(Dataset entries)
[Start of section]
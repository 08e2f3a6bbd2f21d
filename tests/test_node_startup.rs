use std::sync::Arc;
use torrentchain::crypto::hash::content_hash;
use torrentchain::crypto::Keypair;
use torrentchain::storage::{FileStorage, Storage};
use torrentchain::{ChainConfig, NodeConfig, Result, TorrentChainNode};

fn fast_config() -> NodeConfig {
    NodeConfig {
        chain: ChainConfig {
            initial_difficulty: 1,
            hash_iterations: 1,
            ..ChainConfig::default()
        },
        ..NodeConfig::default()
    }
}

#[tokio::test]
async fn test_node_initialization() -> Result<()> {
    let node = TorrentChainNode::builder()
        .with_config(fast_config())
        .host("127.0.0.1")
        .port(0)
        .max_peers(3)
        .build()
        .await?;

    assert_ne!(node.port(), 0);
    assert_eq!(node.id(), format!("127.0.0.1:{}", node.port()));
    assert_eq!(node.config().network.max_peers, 3);
    assert_eq!(node.chain_height().await, 1);
    assert_eq!(node.difficulty().await, 1);
    assert!(!node.is_running().await);
    Ok(())
}

#[tokio::test]
async fn test_node_start_stop() -> Result<()> {
    let node = TorrentChainNode::builder()
        .with_config(fast_config())
        .port(0)
        .build()
        .await?;

    node.start().await?;
    assert!(node.is_running().await);
    // The listener can only be taken once
    assert!(node.start().await.is_err());

    node.stop().await?;
    assert!(!node.is_running().await);
    Ok(())
}

#[tokio::test]
async fn test_published_chunk_is_mined_into_a_block() -> Result<()> {
    let node = TorrentChainNode::builder()
        .with_config(fast_config())
        .port(0)
        .build()
        .await?;
    node.start().await?;

    let chunk_hash = node.publish_chunk(b"block me", Vec::new()).await?;
    assert_eq!(node.get_chunk(&chunk_hash).await, Some(b"block me".to_vec()));

    let block = node.mine().await?.expect("block mined");
    assert_eq!(block.index, 1);
    assert_eq!(block.transactions, vec![chunk_hash.clone()]);
    assert_eq!(block.useful_work_data, chunk_hash);
    assert_eq!(node.chain_height().await, 2);
    assert!(node.chain().lock().await.validate_chain().is_ok());

    // Nothing left to mine
    assert!(node.mine().await?.is_none());

    let state = node.get_state().await?;
    assert_eq!(state["chain_height"], 2);
    assert_eq!(state["chunks"], 1);
    assert_eq!(state["running"], true);

    node.stop().await?;
    Ok(())
}

#[tokio::test]
async fn test_chunks_survive_restart_on_file_storage() -> Result<()> {
    let dir = tempfile::tempdir()?;
    let chunk_hash = content_hash(b"durable");

    {
        let storage: Arc<dyn Storage> = Arc::new(FileStorage::new(dir.path()));
        let node = TorrentChainNode::builder()
            .with_config(fast_config())
            .with_storage(storage)
            .port(0)
            .build()
            .await?;
        node.publish_chunk(b"durable", Vec::new()).await?;
    }

    let storage: Arc<dyn Storage> = Arc::new(FileStorage::new(dir.path()));
    let node = TorrentChainNode::builder()
        .with_config(fast_config())
        .with_storage(storage)
        .port(0)
        .build()
        .await?;
    assert_eq!(node.get_chunk(&chunk_hash).await, Some(b"durable".to_vec()));
    Ok(())
}

#[tokio::test]
async fn test_storage_dir_is_per_node() -> Result<()> {
    let dir = tempfile::tempdir()?;
    let node = TorrentChainNode::builder()
        .with_config(fast_config())
        .with_storage_dir(dir.path())
        .port(0)
        .build()
        .await?;
    node.publish_chunk(b"filed", Vec::new()).await?;

    let node_dir = dir.path().join(node.id().replace(':', "_"));
    assert!(node_dir.join(format!("{}.chunk", content_hash(b"filed"))).exists());
    assert!(node_dir.join("metadata.json").exists());
    Ok(())
}

#[tokio::test]
async fn test_keypair_is_used_for_identity() -> Result<()> {
    let dir = tempfile::tempdir()?;
    let key_path = dir.path().join("node.key");
    let keypair = Keypair::load_or_generate(&key_path).await?;
    let reloaded = Keypair::load_or_generate(&key_path).await?;
    assert_eq!(keypair.public_key_hex(), reloaded.public_key_hex());

    let node = TorrentChainNode::builder()
        .with_config(fast_config())
        .with_keypair(reloaded)
        .port(0)
        .build()
        .await?;
    assert_eq!(node.network().public_key_hex(), keypair.public_key_hex());
    Ok(())
}

#[test]
fn test_node_config_from_partial_json() {
    let config: NodeConfig = serde_json::from_str(
        r#"{ "chain": { "initial_difficulty": 3 }, "chunk_store": { "peer_merge": "union" } }"#,
    )
    .unwrap();
    assert_eq!(config.chain.initial_difficulty, 3);
    assert_eq!(config.chain.hash_iterations, 1000);
    assert_eq!(config.chunk_store.chunk_ttl_secs, 604_800);
    assert_eq!(config.network.port, torrentchain::DEFAULT_PORT);
    assert_eq!(config.chunk_store.peer_merge, torrentchain::PeerMergePolicy::Union);
}
//! Signed, length-framed peer protocol
//!
//! Frame: `[u32 big-endian length][payload]`, where
//! `payload = json(envelope) || ed25519_signature(json(envelope))`.
//! The envelope is the message's fields plus a `type` tag, the send
//! `timestamp` and the signer's hex public key.

use crate::crypto::keys::{verify_signature, Keypair, SIGNATURE_LENGTH};
use crate::error::{CryptoError, NetworkError, Result, TorrentChainError};
use serde::{Deserialize, Serialize};
use tokio_util::codec::LengthDelimitedCodec;

/// Length of the frame header in bytes
pub const LENGTH_FIELD_BYTES: usize = 4;

/// Default cap on a single frame, large enough for hex-encoded chunks
pub const DEFAULT_MAX_FRAME_LENGTH: usize = 16 * 1024 * 1024;

/// Room reserved in a `chunk_response` frame for everything but the hex data:
/// JSON keys, chunk hash, timestamp, sender key and signature
pub const CHUNK_RESPONSE_OVERHEAD: usize = 512;

/// Largest chunk whose `chunk_response` fits in a frame of `max_frame_length`
pub fn max_chunk_size(max_frame_length: usize) -> usize {
    max_frame_length.saturating_sub(CHUNK_RESPONSE_OVERHEAD) / 2
}

/// Peer protocol messages
#[derive(Debug, Clone, PartialEq, Serialize, Deserialize)]
#[serde(tag = "type", rename_all = "snake_case")]
pub enum Message {
    /// First message on a connection: who we are and our key
    Handshake { node_id: String, pub_key: String },
    /// Either a single chunk with its replica peers, or the sender's full chunk list
    ChunkAnnounce {
        #[serde(default, skip_serializing_if = "Option::is_none")]
        chunk_hash: Option<String>,
        #[serde(default, skip_serializing_if = "Vec::is_empty")]
        chunks: Vec<String>,
        #[serde(default, skip_serializing_if = "Vec::is_empty")]
        peers: Vec<String>,
        node_id: String,
    },
    ChunkRequest {
        chunk_hash: String,
        requestor: String,
    },
    /// `data` is hex-encoded chunk bytes
    ChunkResponse { chunk_hash: String, data: String },
    PeerExchange { peers: Vec<String> },
    Heartbeat {},
}

impl Message {
    pub fn message_type(&self) -> &'static str {
        match self {
            Message::Handshake { .. } => "handshake",
            Message::ChunkAnnounce { .. } => "chunk_announce",
            Message::ChunkRequest { .. } => "chunk_request",
            Message::ChunkResponse { .. } => "chunk_response",
            Message::PeerExchange { .. } => "peer_exchange",
            Message::Heartbeat {} => "heartbeat",
        }
    }

    /// Announcement of one chunk and the peers holding it
    pub fn announce_chunk(chunk_hash: impl Into<String>, peers: Vec<String>, node_id: impl Into<String>) -> Self {
        Message::ChunkAnnounce {
            chunk_hash: Some(chunk_hash.into()),
            chunks: Vec::new(),
            peers,
            node_id: node_id.into(),
        }
    }

    /// Announcement of everything `node_id` holds
    pub fn announce_inventory(chunks: Vec<String>, node_id: impl Into<String>) -> Self {
        Message::ChunkAnnounce {
            chunk_hash: None,
            chunks,
            peers: Vec::new(),
            node_id: node_id.into(),
        }
    }
}

/// A message as it travels on the wire
#[derive(Debug, Clone, PartialEq, Serialize, Deserialize)]
pub struct Envelope {
    #[serde(flatten)]
    pub message: Message,
    /// Seconds since the UNIX epoch at send time
    pub timestamp: f64,
    /// Hex public key the payload is signed with
    pub sender_key: String,
}

#[derive(Deserialize)]
struct Signer {
    sender_key: String,
}

/// Serialize and sign `message` into a frame payload
pub fn encode_payload(message: &Message, keypair: &Keypair, timestamp: f64) -> Result<Vec<u8>> {
    let envelope = Envelope {
        message: message.clone(),
        timestamp,
        sender_key: keypair.public_key_hex(),
    };
    let mut payload = serde_json::to_vec(&envelope)?;
    let signature = keypair.sign(&payload);
    payload.extend_from_slice(&signature);
    Ok(payload)
}

/// Split a payload into data and signature, verify the signature against the
/// embedded key, and only then decode the message.
pub fn decode_payload(payload: &[u8]) -> Result<Envelope> {
    if payload.len() <= SIGNATURE_LENGTH {
        return Err(invalid("payload shorter than signature"));
    }
    let (data, signature) = payload.split_at(payload.len() - SIGNATURE_LENGTH);

    let signer: Signer =
        serde_json::from_slice(data).map_err(|e| invalid(format!("missing signer: {}", e)))?;
    if !verify_signature(&signer.sender_key, data, signature)? {
        return Err(TorrentChainError::Crypto(CryptoError::InvalidSignature));
    }

    serde_json::from_slice(data).map_err(|e| invalid(e.to_string()))
}

/// Codec for `[u32 BE length][payload]` frames
pub fn frame_codec(max_frame_length: usize) -> LengthDelimitedCodec {
    LengthDelimitedCodec::builder()
        .length_field_length(LENGTH_FIELD_BYTES)
        .big_endian()
        .max_frame_length(max_frame_length)
        .new_codec()
}

fn invalid(reason: impl Into<String>) -> TorrentChainError {
    TorrentChainError::Network(NetworkError::InvalidMessage {
        reason: reason.into(),
    })
}
//! Peer network: authenticated connections, gossip discovery, chunk routing
//!
//! Each connection runs a read loop and a writer task. The peer table
//! (peer id -> connection) and routing table (chunk hash -> peers believed to
//! hold it) share one lock so disconnect cleanup is never observed half done.

use crate::chunk_store::{short, ChunkStore};
use crate::crypto::hash::content_hash;
use crate::crypto::keys::Keypair;
use crate::error::{NetworkError, Result, StorageError, TorrentChainError};
use crate::protocol::{
    decode_payload, encode_payload, frame_codec, max_chunk_size, Message, DEFAULT_MAX_FRAME_LENGTH,
};
use crate::utils::{current_time_secs, is_chunk_hash};
use bytes::Bytes;
use chrono::{DateTime, Utc};
use futures::future::BoxFuture;
use futures::{SinkExt, StreamExt};
use serde::{Deserialize, Serialize};
use std::collections::{HashMap, HashSet};
use std::io;
use std::net::SocketAddr;
use std::sync::atomic::{AtomicU64, Ordering};
use std::sync::Arc;
use std::time::Duration;
use tokio::io::{AsyncRead, AsyncWrite};
use tokio::net::{TcpListener, TcpStream};
use tokio::sync::mpsc::error::TrySendError;
use tokio::sync::{mpsc, watch, Mutex};
use tokio::task::JoinHandle;
use tokio_util::codec::Framed;
use tracing::{debug, error, info, info_span, warn, Instrument, Span};

/// Peer identifier: the peer's listening address as `host:port`
pub type PeerId = String;

/// Any reliable, ordered, bidirectional byte stream
pub trait Transport: AsyncRead + AsyncWrite + Send + Unpin + 'static {}

impl<T> Transport for T where T: AsyncRead + AsyncWrite + Send + Unpin + 'static {}

/// Network configuration
#[derive(Debug, Clone, Serialize, Deserialize)]
#[serde(default)]
pub struct NetworkConfig {
    /// Host to listen on; also the host part of this node's id
    pub host: String,
    /// Port to listen on, 0 for any
    pub port: u16,
    /// Seconds between heartbeats on outbound connections
    pub heartbeat_interval_secs: u64,
    pub max_frame_length: usize,
    /// Frames queued per connection before further sends are dropped
    pub send_queue_capacity: usize,
    /// Peer exchange stops dialing once this many peers are connected
    pub max_peers: usize,
    /// Request announced chunks that are not held locally
    pub fetch_announced: bool,
}

impl Default for NetworkConfig {
    fn default() -> Self {
        Self {
            host: "127.0.0.1".to_string(),
            port: crate::DEFAULT_PORT,
            heartbeat_interval_secs: 30,
            max_frame_length: DEFAULT_MAX_FRAME_LENGTH,
            send_queue_capacity: 32,
            max_peers: crate::DEFAULT_MAX_PEERS,
            fetch_announced: true,
        }
    }
}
[End of section]
List every line from the entries above in which "NetworkConfig" appears.

■ SOLUTION FOR THIS TASK
pub struct NetworkConfig {
impl Default for NetworkConfig {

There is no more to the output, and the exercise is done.